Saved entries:
/---

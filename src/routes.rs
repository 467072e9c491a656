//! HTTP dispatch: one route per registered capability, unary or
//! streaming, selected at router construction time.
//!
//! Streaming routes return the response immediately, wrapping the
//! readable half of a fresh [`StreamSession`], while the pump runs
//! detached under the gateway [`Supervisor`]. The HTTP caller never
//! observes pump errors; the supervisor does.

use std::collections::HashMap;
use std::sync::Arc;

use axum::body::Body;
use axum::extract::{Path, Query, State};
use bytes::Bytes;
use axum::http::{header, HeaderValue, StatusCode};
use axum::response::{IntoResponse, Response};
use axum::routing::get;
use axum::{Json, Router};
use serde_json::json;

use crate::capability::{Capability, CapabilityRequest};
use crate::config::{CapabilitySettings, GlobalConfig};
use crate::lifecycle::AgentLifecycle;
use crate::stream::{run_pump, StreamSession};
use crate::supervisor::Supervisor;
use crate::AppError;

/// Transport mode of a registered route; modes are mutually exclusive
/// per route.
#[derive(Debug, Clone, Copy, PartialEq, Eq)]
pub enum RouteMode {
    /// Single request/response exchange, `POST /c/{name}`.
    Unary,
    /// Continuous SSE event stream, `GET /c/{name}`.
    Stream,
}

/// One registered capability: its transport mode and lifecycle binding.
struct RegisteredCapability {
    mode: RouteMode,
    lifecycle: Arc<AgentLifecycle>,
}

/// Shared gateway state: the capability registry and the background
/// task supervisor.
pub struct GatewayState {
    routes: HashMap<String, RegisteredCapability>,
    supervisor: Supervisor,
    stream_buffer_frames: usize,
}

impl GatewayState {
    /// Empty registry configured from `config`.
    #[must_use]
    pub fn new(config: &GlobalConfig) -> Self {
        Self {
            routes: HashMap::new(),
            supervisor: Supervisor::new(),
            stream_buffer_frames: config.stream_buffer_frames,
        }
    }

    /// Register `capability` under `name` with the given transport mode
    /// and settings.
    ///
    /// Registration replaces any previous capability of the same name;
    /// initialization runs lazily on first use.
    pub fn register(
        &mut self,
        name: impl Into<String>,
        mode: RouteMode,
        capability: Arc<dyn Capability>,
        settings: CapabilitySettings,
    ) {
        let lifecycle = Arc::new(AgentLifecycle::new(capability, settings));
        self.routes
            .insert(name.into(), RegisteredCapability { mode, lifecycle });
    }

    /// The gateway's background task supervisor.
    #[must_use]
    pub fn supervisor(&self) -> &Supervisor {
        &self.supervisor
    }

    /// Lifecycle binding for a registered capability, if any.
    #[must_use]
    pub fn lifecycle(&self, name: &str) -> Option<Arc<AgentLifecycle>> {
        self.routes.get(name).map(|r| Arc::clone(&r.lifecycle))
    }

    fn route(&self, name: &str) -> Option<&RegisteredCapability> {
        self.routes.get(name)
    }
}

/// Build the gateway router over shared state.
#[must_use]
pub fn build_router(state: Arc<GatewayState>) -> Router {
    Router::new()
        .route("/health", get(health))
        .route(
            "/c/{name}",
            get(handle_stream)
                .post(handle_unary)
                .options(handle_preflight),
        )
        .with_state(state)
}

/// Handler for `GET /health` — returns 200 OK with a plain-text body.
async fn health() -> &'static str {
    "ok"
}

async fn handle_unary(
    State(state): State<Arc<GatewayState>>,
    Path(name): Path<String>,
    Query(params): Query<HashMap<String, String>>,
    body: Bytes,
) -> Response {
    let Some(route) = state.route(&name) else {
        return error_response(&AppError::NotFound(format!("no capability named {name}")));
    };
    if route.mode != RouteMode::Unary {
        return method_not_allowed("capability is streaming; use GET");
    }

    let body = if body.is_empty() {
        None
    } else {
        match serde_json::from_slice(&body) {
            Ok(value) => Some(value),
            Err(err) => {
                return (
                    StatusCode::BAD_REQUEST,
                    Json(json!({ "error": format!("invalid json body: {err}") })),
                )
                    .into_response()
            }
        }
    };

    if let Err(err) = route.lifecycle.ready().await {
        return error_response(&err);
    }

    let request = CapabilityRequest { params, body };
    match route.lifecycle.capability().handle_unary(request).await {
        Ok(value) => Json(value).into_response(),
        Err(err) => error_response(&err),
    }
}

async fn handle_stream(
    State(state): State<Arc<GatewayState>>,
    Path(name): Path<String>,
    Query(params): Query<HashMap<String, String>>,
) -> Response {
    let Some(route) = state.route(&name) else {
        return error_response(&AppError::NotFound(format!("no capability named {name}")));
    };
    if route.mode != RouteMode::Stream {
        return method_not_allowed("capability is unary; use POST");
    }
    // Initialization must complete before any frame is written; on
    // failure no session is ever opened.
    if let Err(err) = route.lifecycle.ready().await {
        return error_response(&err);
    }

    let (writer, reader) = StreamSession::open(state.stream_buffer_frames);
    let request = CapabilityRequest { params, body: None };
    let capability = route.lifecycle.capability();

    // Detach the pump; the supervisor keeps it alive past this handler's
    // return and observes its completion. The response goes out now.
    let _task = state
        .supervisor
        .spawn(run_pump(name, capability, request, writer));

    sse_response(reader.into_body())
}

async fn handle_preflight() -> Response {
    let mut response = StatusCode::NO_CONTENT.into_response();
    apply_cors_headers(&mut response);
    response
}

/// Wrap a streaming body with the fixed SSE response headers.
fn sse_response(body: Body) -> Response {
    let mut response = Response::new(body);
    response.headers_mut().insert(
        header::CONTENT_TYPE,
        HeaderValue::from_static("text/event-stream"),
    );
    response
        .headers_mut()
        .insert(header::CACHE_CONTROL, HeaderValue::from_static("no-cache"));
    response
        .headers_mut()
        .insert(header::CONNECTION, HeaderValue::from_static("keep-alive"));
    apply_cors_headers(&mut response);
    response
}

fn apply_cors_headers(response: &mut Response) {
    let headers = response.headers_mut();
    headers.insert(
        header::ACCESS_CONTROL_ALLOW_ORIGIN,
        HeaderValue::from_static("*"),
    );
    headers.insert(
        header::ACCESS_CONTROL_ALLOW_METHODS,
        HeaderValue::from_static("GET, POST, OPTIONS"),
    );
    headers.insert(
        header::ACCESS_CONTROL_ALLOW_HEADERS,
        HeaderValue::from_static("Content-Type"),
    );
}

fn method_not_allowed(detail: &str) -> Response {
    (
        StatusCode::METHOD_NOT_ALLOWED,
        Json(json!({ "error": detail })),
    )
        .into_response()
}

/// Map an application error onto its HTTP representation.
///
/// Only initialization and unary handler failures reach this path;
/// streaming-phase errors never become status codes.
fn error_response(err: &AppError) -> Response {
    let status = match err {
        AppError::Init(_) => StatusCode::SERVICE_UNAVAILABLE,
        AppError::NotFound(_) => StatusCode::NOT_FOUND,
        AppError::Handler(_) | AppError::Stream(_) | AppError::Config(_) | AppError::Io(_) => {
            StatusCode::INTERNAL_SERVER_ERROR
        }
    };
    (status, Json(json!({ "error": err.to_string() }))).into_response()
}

\---
/---

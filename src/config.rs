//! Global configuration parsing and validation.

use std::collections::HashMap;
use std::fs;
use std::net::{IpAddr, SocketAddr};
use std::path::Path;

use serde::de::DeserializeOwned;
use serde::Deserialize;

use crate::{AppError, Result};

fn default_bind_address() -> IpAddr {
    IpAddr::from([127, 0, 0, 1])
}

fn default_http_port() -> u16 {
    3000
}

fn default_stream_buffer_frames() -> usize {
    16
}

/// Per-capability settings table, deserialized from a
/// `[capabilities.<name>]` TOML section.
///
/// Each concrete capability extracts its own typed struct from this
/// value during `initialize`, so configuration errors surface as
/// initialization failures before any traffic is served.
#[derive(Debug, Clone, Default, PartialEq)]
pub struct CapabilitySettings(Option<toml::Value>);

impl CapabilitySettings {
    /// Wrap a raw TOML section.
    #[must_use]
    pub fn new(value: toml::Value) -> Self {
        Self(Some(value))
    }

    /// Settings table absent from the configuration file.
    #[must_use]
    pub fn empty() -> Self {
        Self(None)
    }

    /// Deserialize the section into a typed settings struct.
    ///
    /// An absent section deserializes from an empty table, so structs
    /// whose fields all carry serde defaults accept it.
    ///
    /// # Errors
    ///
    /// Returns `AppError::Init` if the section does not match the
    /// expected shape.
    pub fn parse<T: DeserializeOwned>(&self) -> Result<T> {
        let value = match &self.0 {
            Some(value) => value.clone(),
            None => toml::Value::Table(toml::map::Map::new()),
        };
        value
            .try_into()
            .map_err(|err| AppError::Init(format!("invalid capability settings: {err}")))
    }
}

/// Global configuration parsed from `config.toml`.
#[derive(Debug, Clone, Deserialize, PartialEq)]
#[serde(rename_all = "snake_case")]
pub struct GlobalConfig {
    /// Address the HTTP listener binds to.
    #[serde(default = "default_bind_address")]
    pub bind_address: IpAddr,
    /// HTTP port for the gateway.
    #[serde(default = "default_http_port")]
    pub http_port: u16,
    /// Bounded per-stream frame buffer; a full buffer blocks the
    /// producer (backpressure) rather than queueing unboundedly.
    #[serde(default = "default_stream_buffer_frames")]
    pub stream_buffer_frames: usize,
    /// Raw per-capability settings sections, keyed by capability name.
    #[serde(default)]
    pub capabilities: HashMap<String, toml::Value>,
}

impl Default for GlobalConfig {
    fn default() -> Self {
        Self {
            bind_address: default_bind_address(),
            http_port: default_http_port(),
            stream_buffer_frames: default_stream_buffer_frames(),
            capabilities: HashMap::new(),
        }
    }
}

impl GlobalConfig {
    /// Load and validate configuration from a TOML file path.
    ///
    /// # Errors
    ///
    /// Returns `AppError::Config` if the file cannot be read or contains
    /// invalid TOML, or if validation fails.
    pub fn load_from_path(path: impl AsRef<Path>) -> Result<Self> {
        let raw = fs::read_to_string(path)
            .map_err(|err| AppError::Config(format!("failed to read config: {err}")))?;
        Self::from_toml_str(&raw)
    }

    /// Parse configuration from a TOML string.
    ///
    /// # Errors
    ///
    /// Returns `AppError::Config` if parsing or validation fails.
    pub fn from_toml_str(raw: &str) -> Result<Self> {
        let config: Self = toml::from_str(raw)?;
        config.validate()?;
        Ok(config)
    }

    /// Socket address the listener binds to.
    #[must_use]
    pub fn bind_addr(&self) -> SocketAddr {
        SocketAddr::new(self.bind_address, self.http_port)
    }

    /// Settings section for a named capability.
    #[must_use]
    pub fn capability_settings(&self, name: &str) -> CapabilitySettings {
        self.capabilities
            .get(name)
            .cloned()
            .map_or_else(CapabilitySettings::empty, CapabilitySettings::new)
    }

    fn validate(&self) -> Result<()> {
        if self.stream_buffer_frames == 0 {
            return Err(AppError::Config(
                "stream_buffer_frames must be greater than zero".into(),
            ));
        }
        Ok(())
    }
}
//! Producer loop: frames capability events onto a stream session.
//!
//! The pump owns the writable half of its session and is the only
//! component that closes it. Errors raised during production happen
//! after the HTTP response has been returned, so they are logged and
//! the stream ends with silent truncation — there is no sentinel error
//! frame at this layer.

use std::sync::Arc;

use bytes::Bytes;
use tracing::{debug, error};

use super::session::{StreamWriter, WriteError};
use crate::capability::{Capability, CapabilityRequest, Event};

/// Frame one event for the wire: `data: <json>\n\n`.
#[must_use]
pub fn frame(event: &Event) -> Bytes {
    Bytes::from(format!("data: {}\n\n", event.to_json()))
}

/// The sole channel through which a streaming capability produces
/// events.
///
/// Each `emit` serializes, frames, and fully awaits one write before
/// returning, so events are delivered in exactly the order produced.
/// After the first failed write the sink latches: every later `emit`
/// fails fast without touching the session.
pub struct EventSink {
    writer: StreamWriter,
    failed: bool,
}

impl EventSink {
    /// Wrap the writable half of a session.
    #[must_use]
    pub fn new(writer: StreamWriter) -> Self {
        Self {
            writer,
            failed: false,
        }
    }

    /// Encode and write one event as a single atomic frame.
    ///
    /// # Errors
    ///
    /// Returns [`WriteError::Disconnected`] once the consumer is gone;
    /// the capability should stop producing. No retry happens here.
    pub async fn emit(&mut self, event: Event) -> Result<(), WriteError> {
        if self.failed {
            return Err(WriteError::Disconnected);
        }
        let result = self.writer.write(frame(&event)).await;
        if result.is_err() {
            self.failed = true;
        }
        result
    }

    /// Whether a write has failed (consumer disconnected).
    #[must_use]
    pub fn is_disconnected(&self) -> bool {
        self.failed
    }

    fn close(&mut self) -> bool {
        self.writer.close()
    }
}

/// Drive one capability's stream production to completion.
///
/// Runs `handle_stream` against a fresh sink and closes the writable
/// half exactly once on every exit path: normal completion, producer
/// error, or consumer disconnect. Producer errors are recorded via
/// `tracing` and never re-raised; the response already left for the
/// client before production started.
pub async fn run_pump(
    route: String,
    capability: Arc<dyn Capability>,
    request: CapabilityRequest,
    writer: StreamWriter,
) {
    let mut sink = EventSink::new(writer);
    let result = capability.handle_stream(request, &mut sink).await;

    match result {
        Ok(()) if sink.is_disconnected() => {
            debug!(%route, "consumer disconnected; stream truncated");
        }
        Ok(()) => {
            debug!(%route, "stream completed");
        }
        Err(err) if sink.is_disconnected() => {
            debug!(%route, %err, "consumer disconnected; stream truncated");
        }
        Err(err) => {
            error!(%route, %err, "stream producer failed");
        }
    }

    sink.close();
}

\---
/---

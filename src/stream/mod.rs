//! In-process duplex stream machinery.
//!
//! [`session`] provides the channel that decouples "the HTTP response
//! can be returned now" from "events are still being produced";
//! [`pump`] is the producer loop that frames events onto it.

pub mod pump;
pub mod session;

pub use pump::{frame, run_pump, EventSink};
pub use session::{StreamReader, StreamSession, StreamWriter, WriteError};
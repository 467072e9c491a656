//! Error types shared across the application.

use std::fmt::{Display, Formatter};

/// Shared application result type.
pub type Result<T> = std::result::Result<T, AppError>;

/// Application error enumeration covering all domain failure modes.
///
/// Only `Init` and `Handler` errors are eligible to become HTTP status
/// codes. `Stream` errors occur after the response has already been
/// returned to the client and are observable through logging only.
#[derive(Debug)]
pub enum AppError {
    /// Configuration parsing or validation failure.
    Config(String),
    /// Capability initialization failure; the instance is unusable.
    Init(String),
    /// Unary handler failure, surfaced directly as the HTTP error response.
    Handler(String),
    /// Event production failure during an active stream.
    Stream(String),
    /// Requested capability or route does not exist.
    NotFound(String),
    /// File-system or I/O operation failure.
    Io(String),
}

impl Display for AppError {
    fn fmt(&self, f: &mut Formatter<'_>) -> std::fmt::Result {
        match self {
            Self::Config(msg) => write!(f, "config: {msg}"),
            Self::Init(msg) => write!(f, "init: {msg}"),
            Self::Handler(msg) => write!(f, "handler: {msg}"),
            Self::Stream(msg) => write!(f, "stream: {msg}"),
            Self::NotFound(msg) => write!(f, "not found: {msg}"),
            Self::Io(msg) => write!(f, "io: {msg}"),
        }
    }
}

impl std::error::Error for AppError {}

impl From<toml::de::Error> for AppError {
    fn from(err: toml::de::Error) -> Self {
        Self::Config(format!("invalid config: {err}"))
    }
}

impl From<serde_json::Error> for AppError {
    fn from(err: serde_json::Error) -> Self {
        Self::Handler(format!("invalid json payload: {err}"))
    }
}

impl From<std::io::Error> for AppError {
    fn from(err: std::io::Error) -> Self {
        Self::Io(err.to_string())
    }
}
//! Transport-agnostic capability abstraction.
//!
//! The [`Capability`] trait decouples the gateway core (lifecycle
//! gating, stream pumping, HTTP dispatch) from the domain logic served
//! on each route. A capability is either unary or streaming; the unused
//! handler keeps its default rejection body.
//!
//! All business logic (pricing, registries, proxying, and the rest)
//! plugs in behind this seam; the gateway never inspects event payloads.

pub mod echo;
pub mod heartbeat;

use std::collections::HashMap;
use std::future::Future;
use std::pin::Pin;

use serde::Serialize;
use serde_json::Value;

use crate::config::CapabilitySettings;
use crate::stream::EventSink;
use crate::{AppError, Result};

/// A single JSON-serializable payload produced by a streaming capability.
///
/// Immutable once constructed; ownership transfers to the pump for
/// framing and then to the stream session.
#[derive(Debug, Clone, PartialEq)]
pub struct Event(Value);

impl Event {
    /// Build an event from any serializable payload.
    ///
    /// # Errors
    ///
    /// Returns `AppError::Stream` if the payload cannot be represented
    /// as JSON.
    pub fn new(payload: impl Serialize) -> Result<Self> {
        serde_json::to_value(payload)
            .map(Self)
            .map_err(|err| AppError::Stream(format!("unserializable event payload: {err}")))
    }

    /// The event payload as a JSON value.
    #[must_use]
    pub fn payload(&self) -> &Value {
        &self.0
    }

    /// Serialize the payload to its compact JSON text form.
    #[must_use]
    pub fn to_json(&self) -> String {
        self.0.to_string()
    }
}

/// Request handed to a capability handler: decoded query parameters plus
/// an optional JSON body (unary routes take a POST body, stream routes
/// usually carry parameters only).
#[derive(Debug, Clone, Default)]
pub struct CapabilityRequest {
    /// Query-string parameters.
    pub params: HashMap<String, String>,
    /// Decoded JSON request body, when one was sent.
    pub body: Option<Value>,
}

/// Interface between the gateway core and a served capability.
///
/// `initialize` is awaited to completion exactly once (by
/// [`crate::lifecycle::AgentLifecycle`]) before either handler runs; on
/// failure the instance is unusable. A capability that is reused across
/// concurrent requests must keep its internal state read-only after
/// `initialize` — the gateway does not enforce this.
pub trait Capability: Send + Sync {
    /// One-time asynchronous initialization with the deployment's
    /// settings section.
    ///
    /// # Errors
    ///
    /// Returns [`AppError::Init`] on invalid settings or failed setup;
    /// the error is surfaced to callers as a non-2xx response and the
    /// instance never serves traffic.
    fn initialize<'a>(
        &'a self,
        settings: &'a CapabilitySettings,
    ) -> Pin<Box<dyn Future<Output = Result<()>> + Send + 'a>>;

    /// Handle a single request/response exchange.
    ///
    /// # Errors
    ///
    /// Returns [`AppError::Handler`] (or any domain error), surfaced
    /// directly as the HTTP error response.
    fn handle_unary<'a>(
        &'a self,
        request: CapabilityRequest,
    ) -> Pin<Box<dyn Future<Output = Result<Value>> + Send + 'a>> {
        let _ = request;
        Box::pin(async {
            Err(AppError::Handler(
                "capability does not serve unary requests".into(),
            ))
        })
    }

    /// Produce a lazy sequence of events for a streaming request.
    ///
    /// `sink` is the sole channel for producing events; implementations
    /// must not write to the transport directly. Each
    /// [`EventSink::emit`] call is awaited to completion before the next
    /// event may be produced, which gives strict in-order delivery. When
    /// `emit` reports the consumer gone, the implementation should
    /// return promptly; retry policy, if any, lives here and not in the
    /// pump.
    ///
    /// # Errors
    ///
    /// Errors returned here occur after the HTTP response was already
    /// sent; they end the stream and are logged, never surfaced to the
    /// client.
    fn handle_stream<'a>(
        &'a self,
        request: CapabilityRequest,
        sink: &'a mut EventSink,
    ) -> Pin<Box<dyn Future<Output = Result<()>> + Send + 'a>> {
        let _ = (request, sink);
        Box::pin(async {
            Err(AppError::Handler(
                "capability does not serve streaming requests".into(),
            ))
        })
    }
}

\---

Directions for this task: Return, word for word, the lines of the data above from the line with "filename src/routes.rs" through the line with "immediately, wrapping the", inclusive.

Your response:
filename src/routes.rs
repository 467072e9c491a656
//! HTTP dispatch: one route per registered capability, unary or
//! streaming, selected at router construction time.
//!
//! Streaming routes return the response immediately, wrapping the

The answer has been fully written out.